→ What this task involves
Repeat the entries. Each one must match exactly.

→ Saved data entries
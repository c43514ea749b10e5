//! Page snapshot providers.
//!
//! A provider turns a URL into the final HTML and the URL the page ended up
//! at. Browser-driven providers can plug in behind [`SnapshotProvider`]; the
//! bundled [`HttpSnapshotProvider`] fetches the document over HTTP without
//! running scripts.

use async_trait::async_trait;
use reqwest::Client;
use url::Url;

use crate::config::ClonerConfig;
use crate::downloader::build_http_client;
use crate::error::{FetchError, RenderError};

/// Result of rendering a page.
#[derive(Debug, Clone, PartialEq, Eq)]
pub struct Snapshot {
    pub final_html: String,
    pub final_url: String,
    /// Network activity observed while rendering, one line per request/response
    pub network_log: Vec<String>,
}

impl Snapshot {
    pub fn new(final_html: impl Into<String>, final_url: impl Into<String>) -> Self {
        Self {
            final_html: final_html.into(),
            final_url: final_url.into(),
            network_log: Vec::new(),
        }
    }
}

#[cfg_attr(test, mockall::automock)]
#[async_trait]
pub trait SnapshotProvider: Send + Sync {
    async fn snapshot(&self, url: &Url) -> Result<Snapshot, RenderError>;
}

/// Fetches the page HTML directly, following redirects.
#[derive(Clone)]
pub struct HttpSnapshotProvider {
    client: Client,
}

impl HttpSnapshotProvider {
    pub fn new(config: &ClonerConfig) -> Result<Self, FetchError> {
        let client = build_http_client(&config.user_agent, config.render_timeout())?;
        Ok(Self { client })
    }
}

#[async_trait]
impl SnapshotProvider for HttpSnapshotProvider {
    async fn snapshot(&self, url: &Url) -> Result<Snapshot, RenderError> {
        let mut network_log = vec![format!(">> GET document {}", url)];

        let response = self
            .client
            .get(url.as_str())
            .send()
            .await
            .map_err(|e| RenderError::Navigation(e.to_string()))?;

        let status = response.status();
        let final_url = response.url().to_string();
        network_log.push(format!("<< {} {}", status.as_u16(), final_url));

        if !status.is_success() {
            return Err(RenderError::Status(status.as_u16()));
        }

        let final_html = response
            .text()
            .await
            .map_err(|e| RenderError::Navigation(e.to_string()))?;

        Ok(Snapshot {
            final_html,
            final_url,
            network_log,
        })
    }
}
//! Runtime configuration
//!
//! Values come from built-in defaults, then an optional TOML file, then
//! command-line flags.

use serde::{Deserialize, Serialize};
use std::path::{Path, PathBuf};
use std::time::Duration;
use thiserror::Error;

/// Browser-like user agent sent with page and asset requests
pub const DEFAULT_USER_AGENT: &str = "Mozilla/5.0 (Windows NT 10.0; Win64; x64) AppleWebKit/537.36 (KHTML, like Gecko) Chrome/120.0.0.0 Safari/537.36";

#[derive(Debug, Error)]
pub enum ConfigError {
    #[error("Failed to read config file {path:?}: {source}")]
    Read {
        path: PathBuf,
        #[source]
        source: std::io::Error,
    },
    #[error("Failed to parse config file {path:?}: {source}")]
    Parse {
        path: PathBuf,
        #[source]
        source: toml::de::Error,
    },
    #[error("Invalid configuration: {0}")]
    Invalid(String),
}

#[derive(Debug, Clone, PartialEq, Serialize, Deserialize)]
#[serde(default)]
pub struct ClonerConfig {
    /// Root directory that receives one folder per clone
    pub output_dir: PathBuf,
    /// Per-asset download timeout
    pub asset_timeout_secs: u64,
    /// Upper bound for producing the page snapshot
    pub render_timeout_secs: u64,
    /// Maximum downloads in flight within one job
    pub max_concurrent: usize,
    pub user_agent: String,
    /// Address the HTTP API binds to
    pub listen_addr: String,
    pub cors_enabled: bool,
}

impl Default for ClonerConfig {
    fn default() -> Self {
        Self {
            output_dir: PathBuf::from("./output"),
            asset_timeout_secs: 10,
            render_timeout_secs: 60,
            max_concurrent: 8,
            user_agent: DEFAULT_USER_AGENT.to_string(),
            listen_addr: "127.0.0.1:3000".to_string(),
            cors_enabled: true,
        }
    }
}

impl ClonerConfig {
    pub fn from_toml_file(path: &Path) -> Result<Self, ConfigError> {
        let content = std::fs::read_to_string(path).map_err(|source| ConfigError::Read {
            path: path.to_path_buf(),
            source,
        })?;
        toml::from_str(&content).map_err(|source| ConfigError::Parse {
            path: path.to_path_buf(),
            source,
        })
    }

    pub fn validate(&self) -> Result<(), ConfigError> {
        if self.max_concurrent == 0 {
            return Err(ConfigError::Invalid(
                "max_concurrent must be at least 1".to_string(),
            ));
        }
        if self.asset_timeout_secs == 0 || self.render_timeout_secs == 0 {
            return Err(ConfigError::Invalid(
                "timeouts must be greater than zero".to_string(),
            ));
        }
        if self.user_agent.trim().is_empty() {
            return Err(ConfigError::Invalid("user_agent must not be empty".to_string()));
        }
        Ok(())
    }

    pub fn asset_timeout(&self) -> Duration {
        Duration::from_secs(self.asset_timeout_secs)
    }

    pub fn render_timeout(&self) -> Duration {
        Duration::from_secs(self.render_timeout_secs)
    }
}

#[cfg(test)]
mod tests {
    use super::*;
    use tempfile::tempdir;

    #[test]
    fn test_defaults_are_valid() {
        let config = ClonerConfig::default();
        assert!(config.validate().is_ok());
        assert_eq!(config.asset_timeout(), Duration::from_secs(10));
        assert_eq!(config.max_concurrent, 8);
    }

    #[test]
    fn test_partial_toml_keeps_defaults() {
        let temp_dir = tempdir().unwrap();
        let path = temp_dir.path().join("cloner.toml");
        std::fs::write(&path, "output_dir = \"/srv/clones\"\nmax_concurrent = 2\n").unwrap();

        let config = ClonerConfig::from_toml_file(&path).unwrap();
        assert_eq!(config.output_dir, PathBuf::from("/srv/clones"));
        assert_eq!(config.max_concurrent, 2);
        assert_eq!(config.asset_timeout_secs, 10);
        assert_eq!(config.listen_addr, "127.0.0.1:3000");
    }

    #[test]
    fn test_bad_toml_is_reported() {
        let temp_dir = tempdir().unwrap();
        let path = temp_dir.path().join("cloner.toml");
        std::fs::write(&path, "max_concurrent = \"lots\"").unwrap();

        let err = ClonerConfig::from_toml_file(&path).unwrap_err();
        assert!(matches!(err, ConfigError::Parse { .. }));
    }

    #[test]
    fn test_missing_file_is_reported() {
        let err = ClonerConfig::from_toml_file(Path::new("/definitely/not/here.toml")).unwrap_err();
        assert!(matches!(err, ConfigError::Read { .. }));
    }

    #[test]
    fn test_validate_rejects_zero_concurrency() {
        let config = ClonerConfig {
            max_concurrent: 0,
            ..ClonerConfig::default()
        };
        assert!(config.validate().is_err());
    }
}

→ Solution for this task
repository c43514ea749b10e5
//! Page snapshot providers.
//!
//! A provider turns a URL into the final HTML and the URL the page ended up
//! at. Browser-driven providers can plug in behind [`SnapshotProvider`]; the
//! bundled [`HttpSnapshotProvider`] fetches the document over HTTP without
//! running scripts.

use async_trait::async_trait;
use reqwest::Client;
use url::Url;

use crate::config::ClonerConfig;
use crate::downloader::build_http_client;
use crate::error::{FetchError, RenderError};

/// Result of rendering a page.
#[derive(Debug, Clone, PartialEq, Eq)]
pub struct Snapshot {
    pub final_html: String,
    pub final_url: String,
    /// Network activity observed while rendering, one line per request/response
    pub network_log: Vec<String>,
}

impl Snapshot {
    pub fn new(final_html: impl Into<String>, final_url: impl Into<String>) -> Self {
        Self {
            final_html: final_html.into(),
            final_url: final_url.into(),
            network_log: Vec::new(),
        }
    }
}

#[cfg_attr(test, mockall::automock)]
#[async_trait]
pub trait SnapshotProvider: Send + Sync {
    async fn snapshot(&self, url: &Url) -> Result<Snapshot, RenderError>;
}

/// Fetches the page HTML directly, following redirects.
#[derive(Clone)]
pub struct HttpSnapshotProvider {
    client: Client,
}

impl HttpSnapshotProvider {
    pub fn new(config: &ClonerConfig) -> Result<Self, FetchError> {
        let client = build_http_client(&config.user_agent, config.render_timeout())?;
        Ok(Self { client })
    }
}

#[async_trait]
impl SnapshotProvider for HttpSnapshotProvider {
    async fn snapshot(&self, url: &Url) -> Result<Snapshot, RenderError> {
        let mut network_log = vec![format!(">> GET document {}", url)];

        let response = self
            .client
            .get(url.as_str())
            .send()
            .await
            .map_err(|e| RenderError::Navigation(e.to_string()))?;

        let status = response.status();
        let final_url = response.url().to_string();
        network_log.push(format!("<< {} {}", status.as_u16(), final_url));

        if !status.is_success() {
            return Err(RenderError::Status(status.as_u16()));
        }

        let final_html = response
            .text()
            .await
            .map_err(|e| RenderError::Navigation(e.to_string()))?;

        Ok(Snapshot {
            final_html,
            final_url,
            network_log,
        })
    }
}
//! Runtime configuration
//!
//! Values come from built-in defaults, then an optional TOML file, then
//! command-line flags.

use serde::{Deserialize, Serialize};
use std::path::{Path, PathBuf};
use std::time::Duration;
use thiserror::Error;

/// Browser-like user agent sent with page and asset requests
pub const DEFAULT_USER_AGENT: &str = "Mozilla/5.0 (Windows NT 10.0; Win64; x64) AppleWebKit/537.36 (KHTML, like Gecko) Chrome/120.0.0.0 Safari/537.36";

#[derive(Debug, Error)]
pub enum ConfigError {
    #[error("Failed to read config file {path:?}: {source}")]
    Read {
        path: PathBuf,
        #[source]
        source: std::io::Error,
    },
    #[error("Failed to parse config file {path:?}: {source}")]
    Parse {
        path: PathBuf,
        #[source]
        source: toml::de::Error,
    },
    #[error("Invalid configuration: {0}")]
    Invalid(String),
}

#[derive(Debug, Clone, PartialEq, Serialize, Deserialize)]
#[serde(default)]
pub struct ClonerConfig {
    /// Root directory that receives one folder per clone
    pub output_dir: PathBuf,
    /// Per-asset download timeout
    pub asset_timeout_secs: u64,
    /// Upper bound for producing the page snapshot
    pub render_timeout_secs: u64,
    /// Maximum downloads in flight within one job
    pub max_concurrent: usize,
    pub user_agent: String,
    /// Address the HTTP API binds to
    pub listen_addr: String,
    pub cors_enabled: bool,
}

impl Default for ClonerConfig {
    fn default() -> Self {
        Self {
            output_dir: PathBuf::from("./output"),
            asset_timeout_secs: 10,
            render_timeout_secs: 60,
            max_concurrent: 8,
            user_agent: DEFAULT_USER_AGENT.to_string(),
            listen_addr: "127.0.0.1:3000".to_string(),
            cors_enabled: true,
        }
    }
}

impl ClonerConfig {
    pub fn from_toml_file(path: &Path) -> Result<Self, ConfigError> {
        let content = std::fs::read_to_string(path).map_err(|source| ConfigError::Read {
            path: path.to_path_buf(),
            source,
        })?;
        toml::from_str(&content).map_err(|source| ConfigError::Parse {
            path: path.to_path_buf(),
            source,
        })
    }

    pub fn validate(&self) -> Result<(), ConfigError> {
        if self.max_concurrent == 0 {
            return Err(ConfigError::Invalid(
                "max_concurrent must be at least 1".to_string(),
            ));
        }
        if self.asset_timeout_secs == 0 || self.render_timeout_secs == 0 {
            return Err(ConfigError::Invalid(
                "timeouts must be greater than zero".to_string(),
            ));
        }
        if self.user_agent.trim().is_empty() {
            return Err(ConfigError::Invalid("user_agent must not be empty".to_string()));
        }
        Ok(())
    }

    pub fn asset_timeout(&self) -> Duration {
        Duration::from_secs(self.asset_timeout_secs)
    }

    pub fn render_timeout(&self) -> Duration {
        Duration::from_secs(self.render_timeout_secs)
    }
}

#[cfg(test)]
mod tests {
    use super::*;
    use tempfile::tempdir;

    #[test]
    fn test_defaults_are_valid() {
        let config = ClonerConfig::default();
        assert!(config.validate().is_ok());
        assert_eq!(config.asset_timeout(), Duration::from_secs(10));
        assert_eq!(config.max_concurrent, 8);
    }

    #[test]
    fn test_partial_toml_keeps_defaults() {
        let temp_dir = tempdir().unwrap();
        let path = temp_dir.path().join("cloner.toml");
        std::fs::write(&path, "output_dir = \"/srv/clones\"\nmax_concurrent = 2\n").unwrap();

        let config = ClonerConfig::from_toml_file(&path).unwrap();
        assert_eq!(config.output_dir, PathBuf::from("/srv/clones"));
        assert_eq!(config.max_concurrent, 2);
        assert_eq!(config.asset_timeout_secs, 10);
        assert_eq!(config.listen_addr, "127.0.0.1:3000");
    }

    #[test]
    fn test_bad_toml_is_reported() {
        let temp_dir = tempdir().unwrap();
        let path = temp_dir.path().join("cloner.toml");
        std::fs::write(&path, "max_concurrent = \"lots\"").unwrap();

        let err = ClonerConfig::from_toml_file(&path).unwrap_err();
        assert!(matches!(err, ConfigError::Parse { .. }));
    }

    #[test]
    fn test_missing_file_is_reported() {
        let err = ClonerConfig::from_toml_file(Path::new("/definitely/not/here.toml")).unwrap_err();
        assert!(matches!(err, ConfigError::Read { .. }));
    }

    #[test]
    fn test_validate_rejects_zero_concurrency() {
        let config = ClonerConfig {
            max_concurrent: 0,
            ..ClonerConfig::default()
        };
        assert!(config.validate().is_err());
    }
}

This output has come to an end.